ある日の夜、以蔵の部屋の前を通りかかった葵は、窓際に座る以蔵を目にした。

「以蔵、何してるの?」

声をかけたが、以蔵は返事を返さない。


「以蔵、入るね。」

以蔵の様子が気になった葵は、そういうと、部屋に入り、窓際に座る以蔵の様子を伺う。
月明かりに照らされた以蔵は、刀を抱いたまま、目を閉じ、穏やかな顔をしている。

「珍しいなぁ…。いつもは絶対、こんなとこで、寝ないのに疲れてるのかな…。このままじゃ、風邪ひいちゃうよね。」

そう思い、自分の羽織を脱ぎ、以蔵にかけようとした瞬間!
………………………………

何が起こったのか、わからなかった。

気がつくと、腕をつかまれ目の前には、今までみたことのない冷徹な顔をした以蔵。

そして、葵の首筋にはヒヤリと冷たい刃があてられていた。

「…………っっ……‼︎」

息をのむ葵……

「!!!!!あ…。

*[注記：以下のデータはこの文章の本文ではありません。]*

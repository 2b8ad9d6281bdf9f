//! Extractive summarization behind the `Summarizer` stand-in.
//!
//! Sentences are scored by how often their content words recur in the
//! document, nudged by position, severity tags (`[ERROR]`, `[PANIC]`, ...)
//! and any caller-provided context. Each summary type then picks and
//! arranges the best sentences its own way.

use std::collections::{HashMap, HashSet};

#[derive(Debug, Clone, Copy, PartialEq, Eq)]
pub enum SummaryType {
	KeyPoints,
	Tldr,
	Teaser,
	Headline,
}

impl SummaryType {
	pub fn parse(s: &str) -> Option<Self> {
		match s {
			"key-points" => Some(Self::KeyPoints),
			"tldr" => Some(Self::Tldr),
			"teaser" => Some(Self::Teaser),
			"headline" => Some(Self::Headline),
			_ => None,
		}
	}

	pub fn as_str(self) -> &'static str {
		match self {
			Self::KeyPoints => "key-points",
			Self::Tldr => "tldr",
			Self::Teaser => "teaser",
			Self::Headline => "headline",
		}
	}
}

#[derive(Debug, Clone, Copy, PartialEq, Eq)]
pub enum SummaryLength {
	Short,
	Medium,
	Long,
}

impl SummaryLength {
	pub fn parse(s: &str) -> Option<Self> {
		match s {
			"short" => Some(Self::Short),
			"medium" => Some(Self::Medium),
			"long" => Some(Self::Long),
			_ => None,
		}
	}

	pub fn as_str(self) -> &'static str {
		match self {
			Self::Short => "short",
			Self::Medium => "medium",
			Self::Long => "long",
		}
	}
}

#[derive(Debug, Clone, Copy, PartialEq, Eq)]
pub enum SummaryFormat {
	Markdown,
	PlainText,
}

impl SummaryFormat {
	pub fn parse(s: &str) -> Option<Self> {
		match s {
			"markdown" => Some(Self::Markdown),
			"plain-text" => Some(Self::PlainText),
			_ => None,
		}
	}

	pub fn as_str(self) -> &'static str {
		match self {
			Self::Markdown => "markdown",
			Self::PlainText => "plain-text",
		}
	}
}

#[derive(Debug, Clone)]
pub struct SummaryOptions {
	pub kind: SummaryType,
	pub length: SummaryLength,
	pub format: SummaryFormat,
	pub shared_context: Option<String>,
}

impl Default for SummaryOptions {
	fn default() -> Self {
		Self {
			kind: SummaryType::KeyPoints,
			length: SummaryLength::Short,
			format: SummaryFormat::Markdown,
			shared_context: None,
		}
	}
}

const TEASER_HOOK: &str = "Read on to find out how it all came together.";

const STOP_WORDS: &[&str] = &[
	"the", "and", "for", "are", "but", "not", "you", "all", "any", "can", "had", "her", "was", "one", "our", "out",
	"has", "have", "this", "that", "with", "from", "they", "will", "would", "there", "their", "what", "when", "which",
	"into", "than", "then", "them", "these", "those", "its", "also", "been", "were", "per", "via", "each", "how",
];

const SEVERITY_WORDS: &[&str] = &[
	"outage", "failure", "failed", "unresponsive", "terminated", "refused", "exhausted", "timeout", "unavailable",
	"blocked", "down", "crashed",
];

#[derive(Debug, Clone)]
struct Sentence {
	text: String,
	index: usize,
	paragraph_start: bool,
	severity: u32,
}

fn severity_of_tag(tag: &str) -> u32 {
	match tag.to_ascii_uppercase().as_str() {
		"PANIC" | "FATAL" => 4,
		"CRITICAL" => 3,
		"ERROR" => 2,
		"WARN" | "WARNING" => 1,
		_ => 0,
	}
}

fn is_list_line(line: &str) -> bool {
	line.starts_with("- ")
		|| line.starts_with("* ")
		|| line.starts_with('[')
		|| line.starts_with("**")
		|| line.split_once(". ").is_some_and(|(n, _)| !n.is_empty() && n.chars().all(|c| c.is_ascii_digit()))
}

/// Drops bullets, emphasis markers, log tags and timestamps; returns the
/// cleaned line with the severity its log tag carried.
fn clean_line(line: &str) -> (String, u32) {
	let mut rest = line.trim();
	let mut severity = 0;

	if let Some(stripped) = rest.strip_prefix('[')
		&& let Some((tag, after)) = stripped.split_once(']')
	{
		severity = severity_of_tag(tag);
		rest = after.trim_start();
		// Timestamp tokens such as `2024-01-15` and `03:47:22.123Z`.
		while let Some((token, after)) = rest.split_once(' ') {
			if token.starts_with(|c: char| c.is_ascii_digit()) && token.contains(['-', ':']) {
				rest = after.trim_start();
			} else {
				break;
			}
		}
	}

	let rest = rest.strip_prefix("- ").or_else(|| rest.strip_prefix("* ")).unwrap_or(rest);
	let rest = match rest.split_once(". ") {
		Some((number, item)) if !number.is_empty() && number.chars().all(|c| c.is_ascii_digit()) => item,
		_ => rest,
	};
	(rest.replace("**", "").replace('`', "").trim().to_string(), severity)
}

fn split_sentences(unit: &str) -> Vec<String> {
	let mut sentences = Vec::new();
	let mut current = String::new();
	let mut chars = unit.chars().peekable();
	while let Some(c) = chars.next() {
		current.push(c);
		if matches!(c, '.' | '!' | '?') {
			while let Some(&next) = chars.peek() {
				if matches!(next, '.' | '!' | '?' | '"' | '\'' | ')') {
					current.push(next);
					chars.next();
				} else {
					break;
				}
			}
			if chars.peek().is_none_or(|c| c.is_whitespace()) {
				let sentence = current.trim().to_string();
				if !sentence.is_empty() {
					sentences.push(sentence);
				}
				current.clear();
			}
		}
	}
	let tail = current.trim();
	if !tail.is_empty() {
		sentences.push(tail.to_string());
	}
	sentences
}

fn sentences(text: &str) -> Vec<Sentence> {
	let normalized = text.replace("\r\n", "\n");
	let mut out = Vec::new();
	for paragraph in normalized.split("\n\n") {
		let lines: Vec<&str> = paragraph
			.lines()
			.map(str::trim)
			.filter(|l| !l.is_empty() && !l.starts_with('#'))
			.collect();
		if lines.is_empty() {
			continue;
		}
		let units: Vec<(String, u32)> = if lines.iter().any(|l| is_list_line(l)) {
			lines.iter().map(|l| clean_line(l)).collect()
		} else {
			vec![(lines.join(" "), 0)]
		};
		let mut paragraph_start = true;
		for (unit, tag_severity) in units {
			for text in split_sentences(&unit) {
				let severity = tag_severity + content_words(&text).filter(|w| SEVERITY_WORDS.contains(&w.as_str())).count() as u32;
				out.push(Sentence {
					text,
					index: out.len(),
					paragraph_start,
					severity,
				});
				paragraph_start = false;
			}
		}
	}
	out
}

fn content_words(text: &str) -> impl Iterator<Item = String> + '_ {
	text.split(|c: char| !c.is_alphanumeric())
		.filter(|w| w.chars().count() >= 3)
		.map(str::to_lowercase)
		.filter(|w| !STOP_WORDS.contains(&w.as_str()))
}

fn scores(sentences: &[Sentence], context: &HashSet<String>) -> Vec<f64> {
	let mut frequency: HashMap<String, usize> = HashMap::new();
	for sentence in sentences {
		for word in content_words(&sentence.text) {
			*frequency.entry(word).or_default() += 1;
		}
	}
	sentences
		.iter()
		.map(|s| {
			let words: Vec<String> = content_words(&s.text).collect();
			let density = words.iter().map(|w| frequency[w] as f64).sum::<f64>() / words.len().max(1) as f64;
			let position = if s.index == 0 {
				1.0
			} else if s.paragraph_start {
				0.3
			} else {
				0.0
			};
			let overlap = words.iter().filter(|w| context.contains(*w)).count() as f64 * 0.5;
			let figures = if s.text.chars().any(|c| c.is_ascii_digit()) { 0.2 } else { 0.0 };
			density + position + overlap + figures
		})
		.collect()
}

/// Indices of the `n` best sentences, restored to document order.
fn top_in_order(scores: &[f64], n: usize) -> Vec<usize> {
	let mut ranked: Vec<usize> = (0..scores.len()).collect();
	ranked.sort_by(|&a, &b| scores[b].total_cmp(&scores[a]).then(a.cmp(&b)));
	ranked.truncate(n);
	ranked.sort_unstable();
	ranked
}

fn terminated(sentence: &str) -> String {
	let trimmed = sentence.trim_end_matches([':', ';', ',']).trim_end();
	if trimmed.ends_with(['.', '!', '?']) {
		trimmed.to_string()
	} else {
		format!("{trimmed}.")
	}
}

fn capitalized(s: &str) -> String {
	let mut chars = s.chars();
	match chars.next() {
		Some(first) => first.to_uppercase().chain(chars).collect(),
		None => String::new(),
	}
}

pub fn summarize(text: &str, options: &SummaryOptions, context: Option<&str>) -> String {
	let sentences = sentences(text);
	if sentences.is_empty() {
		return String::new();
	}

	let context: HashSet<String> = [options.shared_context.as_deref(), context]
		.into_iter()
		.flatten()
		.flat_map(|c| content_words(c).collect::<Vec<_>>())
		.collect();
	let scores = scores(&sentences, &context);

	match options.kind {
		SummaryType::KeyPoints => {
			let count = match options.length {
				SummaryLength::Short => 3,
				SummaryLength::Medium => 5,
				SummaryLength::Long => 7,
			};
			let bullet = match options.format {
				SummaryFormat::Markdown => "- ",
				SummaryFormat::PlainText => "",
			};
			top_in_order(&scores, count)
				.into_iter()
				.map(|i| format!("{bullet}{}", terminated(&sentences[i].text)))
				.collect::<Vec<_>>()
				.join("\n")
		},
		SummaryType::Tldr => {
			let count = match options.length {
				SummaryLength::Short => 1,
				SummaryLength::Medium => 3,
				SummaryLength::Long => 5,
			};
			top_in_order(&scores, count)
				.into_iter()
				.map(|i| terminated(&sentences[i].text))
				.collect::<Vec<_>>()
				.join(" ")
		},
		SummaryType::Teaser => {
			let count = match options.length {
				SummaryLength::Short => 1,
				SummaryLength::Medium | SummaryLength::Long => 2,
			};
			let mut parts: Vec<String> = top_in_order(&scores, count)
				.into_iter()
				.map(|i| terminated(&sentences[i].text))
				.collect();
			parts.push(TEASER_HOOK.to_string());
			parts.join(" ")
		},
		SummaryType::Headline => headline(&sentences, &scores, options.length),
	}
}

/// Most severe sentences first, trimmed to a single line of
/// 8 to 12/17/22 words depending on length.
fn headline(sentences: &[Sentence], scores: &[f64], length: SummaryLength) -> String {
	const MIN_WORDS: usize = 8;
	let max_words = match length {
		SummaryLength::Short => 12,
		SummaryLength::Medium => 17,
		SummaryLength::Long => 22,
	};

	let mut ranked: Vec<usize> = (0..sentences.len()).collect();
	ranked.sort_by(|&a, &b| {
		sentences[b]
			.severity
			.cmp(&sentences[a].severity)
			.then(scores[b].total_cmp(&scores[a]))
			.then(a.cmp(&b))
	});

	let mut clauses: Vec<String> = Vec::new();
	let mut words = 0;
	for i in ranked {
		if words >= MIN_WORDS {
			break;
		}
		let clause = sentences[i].text.trim_end_matches(['.', '!', '?', ':', ';', ',']).to_string();
		words += clause.split_whitespace().count();
		clauses.push(clause);
	}

	let joined = clauses.join("; ");
	let line: Vec<&str> = joined.split_whitespace().take(max_words).collect();
	capitalized(line.join(" ").trim_end_matches([';', ',', ':']))
}

#[cfg(test)]
mod tests {
	use super::*;

	const LOG: &str = "[ERROR] 2024-01-15 03:47:22.123Z MainDB-Shard-01 Connection pool exhausted
[ERROR] 2024-01-15 03:47:22.456Z Auth-Service: Failed to acquire connection
[CRITICAL] 2024-01-15 03:47:25.789Z ALL-DATABASES: Master node unresponsive
[PANIC] 2024-01-15 03:47:29.234Z Load-Balancer: All active db connections terminated
Impact: 100% of users unable to authenticate, system in full outage
Recovery: Automatic failover to standby cluster initiated...";

	const ARTICLE: &str = "Title: How We Scaled Our Platform

Our platform grew from a handful of users to millions of users in two years.
Scaling the platform meant rethinking the database layer.

We sharded the database by region. Each region now scales independently.
Caching cut database load by sixty percent.";

	fn options(kind: SummaryType, length: SummaryLength) -> SummaryOptions {
		SummaryOptions {
			kind,
			length,
			..SummaryOptions::default()
		}
	}

	fn sentence_count(s: &str) -> usize {
		s.split(['.', '!', '?']).filter(|p| !p.trim().is_empty()).count()
	}

	#[test]
	fn log_lines_lose_tags_and_timestamps() {
		let (line, severity) = clean_line("[PANIC] 2024-01-15 03:47:29.234Z Load-Balancer: All terminated");
		assert_eq!(line, "Load-Balancer: All terminated");
		assert_eq!(severity, 4);
	}

	#[test]
	fn wrapped_lines_form_one_sentence() {
		let found = sentences("We grew from\na small team.\n\n- first point\n- second point");
		let texts: Vec<&str> = found.iter().map(|s| s.text.as_str()).collect();
		assert_eq!(texts, ["We grew from a small team.", "first point", "second point"]);
	}

	#[test]
	fn headline_leads_with_most_severe_entry() {
		let headline = summarize(LOG, &options(SummaryType::Headline, SummaryLength::Short), None);
		assert!(headline.starts_with("Load-Balancer: All active db connections terminated"), "{headline}");
		let words = headline.split_whitespace().count();
		assert!((8..=12).contains(&words), "{words} words in {headline}");
		assert!(!headline.contains('\n'));
	}

	#[test]
	fn tldr_respects_length() {
		let short = summarize(ARTICLE, &options(SummaryType::Tldr, SummaryLength::Short), None);
		assert_eq!(sentence_count(&short), 1);
		let medium = summarize(ARTICLE, &options(SummaryType::Tldr, SummaryLength::Medium), None);
		assert_eq!(sentence_count(&medium), 3);
	}

	#[test]
	fn teaser_ends_with_hook() {
		let teaser = summarize(ARTICLE, &options(SummaryType::Teaser, SummaryLength::Short), None);
		assert!(teaser.ends_with(TEASER_HOOK));
		assert!((1..=3).contains(&sentence_count(&teaser)));
	}

	#[test]
	fn key_points_are_bullets_in_markdown_only() {
		let markdown = summarize(ARTICLE, &options(SummaryType::KeyPoints, SummaryLength::Short), None);
		assert_eq!(markdown.lines().count(), 3);
		assert!(markdown.lines().all(|l| l.starts_with("- ")));

		let plain = SummaryOptions {
			format: SummaryFormat::PlainText,
			..options(SummaryType::KeyPoints, SummaryLength::Short)
		};
		assert!(!summarize(ARTICLE, &plain, None).contains("- "));
	}

	#[test]
	fn context_shifts_the_pick() {
		let plain = summarize(ARTICLE, &options(SummaryType::Tldr, SummaryLength::Short), None);
		let focused = summarize(
			ARTICLE,
			&options(SummaryType::Tldr, SummaryLength::Short),
			Some("caching caching load percent sixty"),
		);
		assert_ne!(plain, focused);
		assert!(focused.contains("Caching"));
	}

	#[test]
	fn empty_input_gives_empty_summary() {
		assert_eq!(summarize("  \n ", &SummaryOptions::default(), None), "");
	}
}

…っつ‼︎」

「きゃっ…!」

我にかえった以蔵は、葵を突き飛ばし、刀を握った自分の腕を抑え込んだ。

「ハァッ、ハァッ、ハァッ……」

青ざめる以蔵。
無意識とはいえ、葵に手をかけようとした、自分に恐怖した。
新しき時代の影として、暗躍する以蔵にとって、
殺るか殺られるか?
それが、全てであり、反射的に体が動くのも、至極当然の事だった。

所詮、自分はただの人斬り…。
人を斬る事しか知らない…。
誰かを守ろうなんて思う事自体が、おこがましかったんだ。
こんな様を見られては、もう葵も怖がって、そばには寄ってこないだろう。

それでいい…。

自分に言い聞かせようとするが、胸が締め付けられるように痛い。

『葵を守りたい。』

それ以上に、

『葵のそばにいたい。』

と思う自分がいたことに、以蔵は愕然とした。

「…蔵、以蔵?、ねぇ、以蔵ってば‼︎大丈夫⁉︎」

自分の名を呼ぶ葵の声に、以蔵は顔を上げる。
あんな事をしたのに、離れるどころか、自分を憂えてくれる葵に、以蔵は気が咎めた。

「………わるかった…」

どう、応えればいいかわからず、とりあえず発した言葉は、それだけだった。

「え?さっきの?ううん、全然、大丈夫!
それより以蔵は?顔、青いよ?」

「…………。」

何が大丈夫なのだろうか。
命をとられそうになったのに…。
普通は、離れていくだろう?

「……以蔵?」

尚も、自分を憂えて、声をかけ続けてくれる葵。
縋りつきたくなる自分に、呆れ果て、渇いた笑いが出る。


「…ははは。」

「…………?」

不思議顔の葵に、以蔵は胸のうちを告げる。

「今のでわかったろ?
所詮、俺はただの人斬りだ…。
…ご覧のざまだ…。」

「……………………。」

以蔵をみつめたまま、彼の紡ぐ言葉に静かに耳を傾ける葵。

「また、今みたいにお前に手をかけるかもしれない。だから…、もう…、俺にかまうな…。」

そういって、葵に背をむけて、以蔵は窓の外の月を見つめた。

夜風が以蔵の前髪を揺らし、頬を撫でてゆく。
すこし、冷たい霜月の風が以蔵の心を冷やしていった。



ふと、背中に温もりを感じると、それは優しく以蔵を包んだ。

「…..。俺にかまうなと言っただろ?」

自分を後ろから抱きしめている葵に、静かに言葉を発する。

「……嫌」

葵の返事に、以蔵は声を荒らげた。

「さっきの俺をみただろう⁉︎
いつか、お前を傷つけてしまうかもしれん…。
そんな事はしたくないんだ‼︎
離せ…‼︎」

「……嫌。」

「離せって言ってるだろ!?もうやめてくれ…‼︎」

「……いや、いや…!」

叫びにも似た、以蔵の声に、泣きながら首を横にふり、更に以蔵にしがみつく葵。

「……………、何で……」

俺は、お前に手をかけようとしたんだぞ⁉︎
俺が、怖くないのか⁉︎

葵の行動が理解できない以蔵は 、困惑した。
すると、葵は自分の思いを以蔵に届けるように、抱きしめた腕に力をこめ、ゆっくりと言葉を紡ぎはじめた。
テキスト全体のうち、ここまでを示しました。